Problem: Track down each line below containing the string "spawned" and copy it.

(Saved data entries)
>>>>

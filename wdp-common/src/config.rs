//! Configuration file location and root folder resolution

use crate::{Error, Result};
use serde::de::DeserializeOwned;
use std::path::{Path, PathBuf};
use tracing::debug;

/// Environment variable naming an explicit configuration file
pub const CONFIG_ENV_VAR: &str = "WDP_CONFIG";

/// Environment variable naming the root folder (mounted volume)
pub const ROOT_FOLDER_ENV_VAR: &str = "WDP_ROOT_FOLDER";

/// Root folder resolution priority order:
/// 1. Command-line argument (highest priority)
/// 2. Environment variable
/// 3. Value from the TOML config file
/// 4. OS-dependent compiled default (fallback)
pub fn resolve_root_folder(
    cli_arg: Option<&Path>,
    env_var_name: &str,
    config_value: Option<&Path>,
) -> PathBuf {
    // Priority 1: Command-line argument
    if let Some(path) = cli_arg {
        return path.to_path_buf();
    }

    // Priority 2: Environment variable
    if let Ok(path) = std::env::var(env_var_name) {
        if !path.is_empty() {
            return PathBuf::from(path);
        }
    }

    // Priority 3: TOML config file
    if let Some(path) = config_value {
        return path.to_path_buf();
    }

    // Priority 4: OS-dependent compiled default
    default_root_folder()
}

/// Locate the configuration file to load, if any.
///
/// An explicit path (command line, then `WDP_CONFIG`) must exist; the
/// platform locations are only used when present.
pub fn locate_config_file(explicit: Option<&Path>) -> Result<Option<PathBuf>> {
    let explicit = explicit
        .map(Path::to_path_buf)
        .or_else(|| std::env::var(CONFIG_ENV_VAR).ok().filter(|p| !p.is_empty()).map(PathBuf::from));

    if let Some(path) = explicit {
        if path.exists() {
            return Ok(Some(path));
        }
        return Err(Error::Config(format!("Config file not found: {}", path.display())));
    }

    Ok(platform_config_paths().into_iter().find(|p| p.exists()))
}

/// Parse a TOML file into `T`
pub fn load_toml<T: DeserializeOwned>(path: &Path) -> Result<T> {
    debug!("Loading configuration from {}", path.display());
    let content = std::fs::read_to_string(path)?;
    Ok(toml::from_str(&content)?)
}

/// Candidate configuration files for the platform, most specific first
fn platform_config_paths() -> Vec<PathBuf> {
    let mut paths = Vec::new();
    if let Some(dir) = dirs::config_dir() {
        paths.push(dir.join("wdp").join("config.toml"));
    }
    if cfg!(target_os = "linux") {
        paths.push(PathBuf::from("/etc/wdp/config.toml"));
    }
    paths
}

/// Get OS-dependent default root folder path
fn default_root_folder() -> PathBuf {
    dirs::audio_dir()
        .or_else(|| dirs::data_local_dir().map(|d| d.join("wdp")))
        .unwrap_or_else(|| PathBuf::from("."))
}
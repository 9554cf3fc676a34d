//! Shared player state
//!
//! Thread-safe state shared between the playback controller, the streaming
//! task and shell clients.

use std::sync::{Condvar, Mutex, MutexGuard, PoisonError};
use std::time::Duration;
use tokio::sync::broadcast;
use wdp_common::events::{PlayerEvent, PlayerState, SessionOutcome};

/// Shared state accessible by all components
pub struct SharedState {
    /// Current controller state
    state: Mutex<PlayerState>,

    /// Signalled whenever the state returns to Idle
    idle: Condvar,

    /// Outcome of the most recently finished session
    last_outcome: Mutex<Option<SessionOutcome>>,

    /// Event broadcaster for shell clients and tests
    event_tx: broadcast::Sender<PlayerEvent>,
}

impl SharedState {
    pub fn new() -> Self {
        let (event_tx, _) = broadcast::channel(64);
        Self {
            state: Mutex::new(PlayerState::Idle),
            idle: Condvar::new(),
            last_outcome: Mutex::new(None),
            event_tx,
        }
    }

    pub fn state(&self) -> PlayerState {
        *lock(&self.state)
    }

    pub fn set_state(&self, state: PlayerState) {
        *lock(&self.state) = state;
        if state == PlayerState::Idle {
            self.idle.notify_all();
        }
    }

    pub fn last_outcome(&self) -> Option<SessionOutcome> {
        lock(&self.last_outcome).clone()
    }

    pub fn set_last_outcome(&self, outcome: SessionOutcome) {
        *lock(&self.last_outcome) = Some(outcome);
    }

    /// Broadcast an event to all subscribers
    pub fn broadcast_event(&self, event: PlayerEvent) {
        // No receivers is fine
        let _ = self.event_tx.send(event);
    }

    pub fn subscribe_events(&self) -> broadcast::Receiver<PlayerEvent> {
        self.event_tx.subscribe()
    }

    /// Block until the state is Idle or `timeout` elapses.
    ///
    /// Returns true if the player is idle.
    pub fn wait_idle(&self, timeout: Duration) -> bool {
        let guard = lock(&self.state);
        let (guard, _) = self
            .idle
            .wait_timeout_while(guard, timeout, |state| *state != PlayerState::Idle)
            .unwrap_or_else(PoisonError::into_inner);
        *guard == PlayerState::Idle
    }
}

impl Default for SharedState {
    fn default() -> Self {
        Self::new()
    }
}

fn lock<T>(mutex: &Mutex<T>) -> MutexGuard<'_, T> {
    mutex.lock().unwrap_or_else(PoisonError::into_inner)
}

#[cfg(test)]
mod tests {
    use super::*;
    use std::sync::Arc;

    #[test]
    fn test_starts_idle_without_outcome() {
        let state = SharedState::new();
        assert_eq!(state.state(), PlayerState::Idle);
        assert_eq!(state.last_outcome(), None);
    }

    #[test]
    fn test_wait_idle_wakes_on_transition() {
        let state = Arc::new(SharedState::new());
        state.set_state(PlayerState::Streaming);
        assert!(!state.wait_idle(Duration::from_millis(10)));

        let writer = Arc::clone(&state);
        let handle = std::thread::spawn(move || {
            std::thread::sleep(Duration::from_millis(20));
            writer.set_state(PlayerState::Idle);
        });

        assert!(state.wait_idle(Duration::from_secs(5)));
        handle.join().unwrap();
    }

    #[test]
    fn test_events_reach_subscribers() {
        let state = SharedState::new();
        let mut rx = state.subscribe_events();
        state.broadcast_event(PlayerEvent::SessionFinished {
            path: "a.wav".to_string(),
            outcome: SessionOutcome::Stopped,
        });
        assert!(matches!(
            rx.try_recv().unwrap(),
            PlayerEvent::SessionFinished { outcome: SessionOutcome::Stopped, .. }
        ));
    }
}
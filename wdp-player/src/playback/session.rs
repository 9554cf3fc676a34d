//! Streaming session: the double-buffer refill state machine
//!
//! One session per `play()`. The session owns the open file, the remaining
//! byte count and the half-ownership state. It is driven by the streaming
//! task: [`StreamSession::start`] once, then
//! [`StreamSession::on_transfer_complete`] for every transfer-complete
//! notification.
//!
//! Once the data chunk is exhausted the codec keeps running without further
//! refills until every half still holding audio has been converted.

use crate::audio::buffer::{center_samples, Half, HalfOwnership, TransferBuffer};
use crate::audio::codec::Codec;
use crate::audio::notify::Notifier;
use crate::error::{Error, Result};
use crate::storage::read_full;
use crate::wave::{BitDepth, StreamFormat, WaveHeader};
use std::io::Read;
use std::ops::Range;
use std::sync::Arc;
use tracing::{debug, trace, warn};

/// What the task loop should do after a session step
#[derive(Debug, Clone, Copy, PartialEq, Eq)]
pub enum Step {
    /// Keep waiting for codec notifications
    Continue,
    /// All audio has been converted (or there was none)
    Finished,
}

pub struct StreamSession<F> {
    file: F,
    format: StreamFormat,
    remaining: u32,
    buffer: Arc<TransferBuffer>,
    ownership: HalfOwnership,
    /// Audio bytes loaded into each half and not yet converted
    loaded: [usize; 2],
    exhausted: bool,
    fills: u64,
    scratch: Vec<u8>,
}

impl<F: Read> StreamSession<F> {
    /// `file` must already be positioned at `header.data_offset`
    pub fn new(file: F, header: &WaveHeader, buffer: Arc<TransferBuffer>) -> Self {
        let scratch = vec![0u8; buffer.len()];
        Self {
            file,
            format: header.format,
            remaining: header.data_len,
            buffer,
            ownership: HalfOwnership::new(),
            loaded: [0; 2],
            exhausted: false,
            fills: 0,
            scratch,
        }
    }

    /// Initial fill of the whole buffer, then start circular conversion.
    ///
    /// An empty data chunk finishes immediately without touching the codec.
    pub fn start<C: Codec + ?Sized>(&mut self, codec: &mut C, listener: Arc<Notifier>) -> Result<Step> {
        if self.remaining == 0 {
            debug!("Empty data chunk, nothing to stream");
            self.exhausted = true;
            return Ok(Step::Finished);
        }

        let whole = 0..self.buffer.len();
        let read = self.load(whole)?;
        let half_len = self.buffer.half_len();
        self.loaded = [read.min(half_len), read.saturating_sub(half_len)];
        self.consume(read);

        if read == 0 {
            warn!("File ended before any sample data");
            return Ok(Step::Finished);
        }

        let length_in_samples = self.buffer.len_in_samples(self.format.bit_depth());
        codec.start_streaming(Arc::clone(&self.buffer), length_in_samples, listener)?;

        debug!(
            "Streaming started: {} bytes loaded, {} remaining",
            read, self.remaining
        );
        Ok(Step::Continue)
    }

    /// Handle one transfer-complete: the codec has moved to the other half,
    /// so the half it just released is refilled.
    pub fn on_transfer_complete(&mut self) -> Result<Step> {
        let released = self.ownership.advance();

        let range = self.buffer.half_range(released);
        if self.exhausted {
            // Hardware moves onto this half after the last audio half
            self.silence(range);
            self.loaded[released.index()] = 0;
        } else {
            let read = self.load(range)?;
            self.loaded[released.index()] = read;
            self.consume(read);
            trace!("Refilled half {:?} with {} bytes, {} remaining", released, read, self.remaining);
        }

        if self.exhausted && self.loaded == [0, 0] {
            debug!("All audio converted after {} fills", self.fills);
            return Ok(Step::Finished);
        }
        Ok(Step::Continue)
    }

    pub fn format(&self) -> StreamFormat {
        self.format
    }

    pub fn remaining_bytes(&self) -> u32 {
        self.remaining
    }

    /// Half currently being converted by the codec
    pub fn hardware_half(&self) -> Half {
        self.ownership.hardware()
    }

    /// Half currently owned by software
    pub fn software_half(&self) -> Half {
        self.ownership.software()
    }

    /// Storage reads issued into the buffer, initial fill included
    pub fn fills(&self) -> u64 {
        self.fills
    }

    pub fn is_exhausted(&self) -> bool {
        self.exhausted
    }

    /// Read up to `range.len()` bytes (capped at the remaining data length),
    /// pad the rest with silence, center 16-bit samples, and publish the
    /// result into `range` of the transfer buffer.
    fn load(&mut self, range: Range<usize>) -> Result<usize> {
        let depth = self.format.bit_depth();
        let want = range.len().min(self.remaining as usize);
        let scratch = &mut self.scratch[..range.len()];

        let read = read_full(&mut self.file, &mut scratch[..want]).map_err(Error::FileReadError)?;
        self.fills += 1;

        scratch[read..].fill(depth.silence_byte());
        if depth == BitDepth::Sixteen {
            center_samples(scratch);
        }
        self.buffer.write(range.start, scratch);

        Ok(read)
    }

    /// Overwrite `range` with silence without touching storage
    fn silence(&mut self, range: Range<usize>) {
        let depth = self.format.bit_depth();
        let scratch = &mut self.scratch[..range.len()];
        scratch.fill(depth.silence_byte());
        if depth == BitDepth::Sixteen {
            center_samples(scratch);
        }
        self.buffer.write(range.start, scratch);
    }

    fn consume(&mut self, read: usize) {
        // read never exceeds remaining, see load()
        self.remaining -= read as u32;
        if self.remaining == 0 {
            self.exhausted = true;
        } else if read == 0 {
            warn!("File ended {} bytes before the declared data length", self.remaining);
            self.exhausted = true;
        }
    }
}
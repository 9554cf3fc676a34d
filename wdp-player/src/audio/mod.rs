//! Audio output side: transfer buffer, notifications and codec adapters

pub mod buffer;
pub mod codec;
pub mod notify;
pub mod output;
pub mod virtual_dac;

pub use buffer::{center_samples, Half, HalfOwnership, TransferBuffer, DEFAULT_BUFFER_SIZE};
pub use codec::Codec;
pub use notify::{Notifier, Wakeup};
pub use output::CpalCodec;
pub use virtual_dac::{DacCall, DacProbe, VirtualDac};
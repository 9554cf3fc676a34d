//! Playback controller
//!
//! Entry point for starting and stopping playback. At most one streaming
//! task exists per player (and so per codec): `play()` first cancels and
//! joins any running session, reclaiming the codec from it, before opening
//! the next file.
//!
//! Parse-time failures are returned from `play()` and leave the codec
//! untouched. Runtime failures end the session and are reported as its
//! [`SessionOutcome`].

use crate::audio::buffer::{TransferBuffer, DEFAULT_BUFFER_SIZE};
use crate::audio::codec::Codec;
use crate::audio::notify::Notifier;
use crate::error::{Error, Result};
use crate::playback::session::StreamSession;
use crate::playback::task::{run_stream_task, TaskExit};
use crate::state::SharedState;
use crate::storage::Storage;
use crate::wave::{parse_header_with_limit, DEFAULT_HEADER_SCAN_LIMIT};
use std::io::{Seek, SeekFrom};
use std::path::Path;
use std::sync::{Arc, Mutex, MutexGuard, PoisonError};
use std::thread::{self, JoinHandle};
use std::time::Duration;
use tokio::sync::broadcast;
use tracing::{debug, error, info, warn};
use wdp_common::events::{PlayerEvent, PlayerState, SessionOutcome};

/// Tunables for a [`Player`]
#[derive(Debug, Clone, Copy, PartialEq, Eq)]
pub struct PlayerSettings {
    /// Transfer buffer size in bytes (non-zero multiple of 4)
    pub buffer_size: usize,
    /// Ceiling on chunk header offsets while parsing
    pub header_scan_limit: u64,
}

impl Default for PlayerSettings {
    fn default() -> Self {
        Self {
            buffer_size: DEFAULT_BUFFER_SIZE,
            header_scan_limit: DEFAULT_HEADER_SCAN_LIMIT,
        }
    }
}

struct ActiveSession<C> {
    path: String,
    listener: Arc<Notifier>,
    handle: JoinHandle<Option<TaskExit<C>>>,
}

struct Inner<C> {
    /// Present whenever no streaming task holds it
    codec: Option<C>,
    active: Option<ActiveSession<C>>,
}

/// Playback controller over a storage volume and one codec
pub struct Player<S: Storage, C: Codec> {
    storage: Arc<S>,
    settings: PlayerSettings,
    shared: Arc<SharedState>,
    inner: Mutex<Inner<C>>,
}

impl<S: Storage, C: Codec> Player<S, C> {
    /// # Panics
    /// Panics if `settings.buffer_size` is zero or not a multiple of 4.
    pub fn new(storage: S, codec: C, settings: PlayerSettings) -> Self {
        assert!(
            settings.buffer_size > 0 && settings.buffer_size % 4 == 0,
            "transfer buffer size must be a non-zero multiple of 4"
        );
        Self {
            storage: Arc::new(storage),
            settings,
            shared: Arc::new(SharedState::new()),
            inner: Mutex::new(Inner {
                codec: Some(codec),
                active: None,
            }),
        }
    }

    /// Start playing `path`, replacing any current session.
    ///
    /// Returns once the new streaming task is running. The previous session
    /// (if any) has fully exited and released its file and codec by then.
    ///
    /// # Errors
    /// - `FileOpenError` if the file cannot be opened
    /// - any header parse error (codec is not configured)
    /// - `Codec` if the output cannot be configured
    pub fn play(&self, path: impl AsRef<Path>) -> Result<()> {
        let path = path.as_ref();
        let shown = path.display().to_string();
        let mut inner = self.lock_inner();

        Self::shutdown_active(&mut inner);

        info!("Play requested: {}", shown);
        self.shared.set_state(PlayerState::Opening);
        let result = self.launch(&mut inner, path, shown);
        if result.is_err() {
            self.shared.set_state(PlayerState::Idle);
        }
        result
    }

    /// Stop the current session, if any, and wait for it to exit.
    ///
    /// A no-op when idle.
    pub fn stop(&self) {
        let mut inner = self.lock_inner();
        Self::shutdown_active(&mut inner);
    }

    pub fn state(&self) -> PlayerState {
        self.shared.state()
    }

    /// Outcome of the most recently finished session
    pub fn last_outcome(&self) -> Option<SessionOutcome> {
        self.shared.last_outcome()
    }

    /// Subscribe to session start/finish events
    pub fn subscribe(&self) -> broadcast::Receiver<PlayerEvent> {
        self.shared.subscribe_events()
    }

    /// Block until the player is idle or `timeout` elapses. Returns true if idle.
    pub fn wait_idle(&self, timeout: Duration) -> bool {
        self.shared.wait_idle(timeout)
    }

    pub fn storage(&self) -> &S {
        &self.storage
    }

    pub fn settings(&self) -> PlayerSettings {
        self.settings
    }

    fn launch(&self, inner: &mut Inner<C>, path: &Path, shown: String) -> Result<()> {
        let mut file = self.storage.open(path).map_err(|source| Error::FileOpenError {
            path: path.to_path_buf(),
            source,
        })?;

        self.shared.set_state(PlayerState::Parsing);
        let header = parse_header_with_limit(&mut file, self.settings.header_scan_limit)?;
        file.seek(SeekFrom::Start(header.data_offset))
            .map_err(Error::FileReadError)?;

        let mut codec = inner
            .codec
            .take()
            .ok_or_else(|| Error::Internal("codec not returned by previous session".to_string()))?;
        if let Err(e) = codec.configure(header.format) {
            inner.codec = Some(codec);
            return Err(e);
        }

        let buffer = Arc::new(TransferBuffer::new(self.settings.buffer_size));
        let session = StreamSession::new(file, &header, buffer);
        let listener = Arc::new(Notifier::new());

        // Published before the task runs so its Idle transition is the last word
        self.shared.set_state(PlayerState::Streaming);
        self.shared.broadcast_event(PlayerEvent::SessionStarted {
            path: shown.clone(),
            sample_rate_hz: header.format.sample_rate_hz(),
            bits_per_sample: header.format.bits_per_sample(),
            data_bytes: header.data_len,
        });

        // A failed spawn leaves the codec in the slot
        let slot = Arc::new(Mutex::new(Some(codec)));
        let task_slot = Arc::clone(&slot);
        let task_listener = Arc::clone(&listener);
        let task_path = shown.clone();
        let shared = Arc::clone(&self.shared);
        let spawned = thread::Builder::new()
            .name("wdp-stream".to_string())
            .spawn(move || {
                let codec = lock(&task_slot).take()?;
                Some(run_stream_task(session, codec, task_listener, task_path, shared))
            });

        match spawned {
            Ok(handle) => {
                inner.active = Some(ActiveSession {
                    path: shown,
                    listener,
                    handle,
                });
                debug!("Streaming task launched");
                Ok(())
            }
            Err(e) => {
                inner.codec = lock(&slot).take();
                Err(Error::Internal(format!("failed to spawn streaming task: {}", e)))
            }
        }
    }

    /// Cancel and join the running task, reclaiming the codec
    fn shutdown_active(inner: &mut Inner<C>) {
        let Some(active) = inner.active.take() else {
            return;
        };

        if !active.handle.is_finished() {
            info!("Stopping playback of {}", active.path);
        }
        active.listener.request_cancel();

        match active.handle.join() {
            Ok(Some(exit)) => {
                debug!("Session {} ended: {}", active.path, exit.outcome);
                inner.codec = Some(exit.codec);
            }
            Ok(None) => warn!("Streaming task for {} never received the codec", active.path),
            Err(_) => error!("Streaming task for {} panicked, codec lost", active.path),
        }
    }

    fn lock_inner(&self) -> MutexGuard<'_, Inner<C>> {
        lock(&self.inner)
    }
}

impl<S: Storage, C: Codec> Drop for Player<S, C> {
    fn drop(&mut self) {
        let inner = self.inner.get_mut().unwrap_or_else(PoisonError::into_inner);
        Self::shutdown_active(inner);
    }
}

fn lock<T>(mutex: &Mutex<T>) -> MutexGuard<'_, T> {
    mutex.lock().unwrap_or_else(PoisonError::into_inner)
}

<<<<

Exercise output:
        let spawned = thread::Builder::new()
        match spawned {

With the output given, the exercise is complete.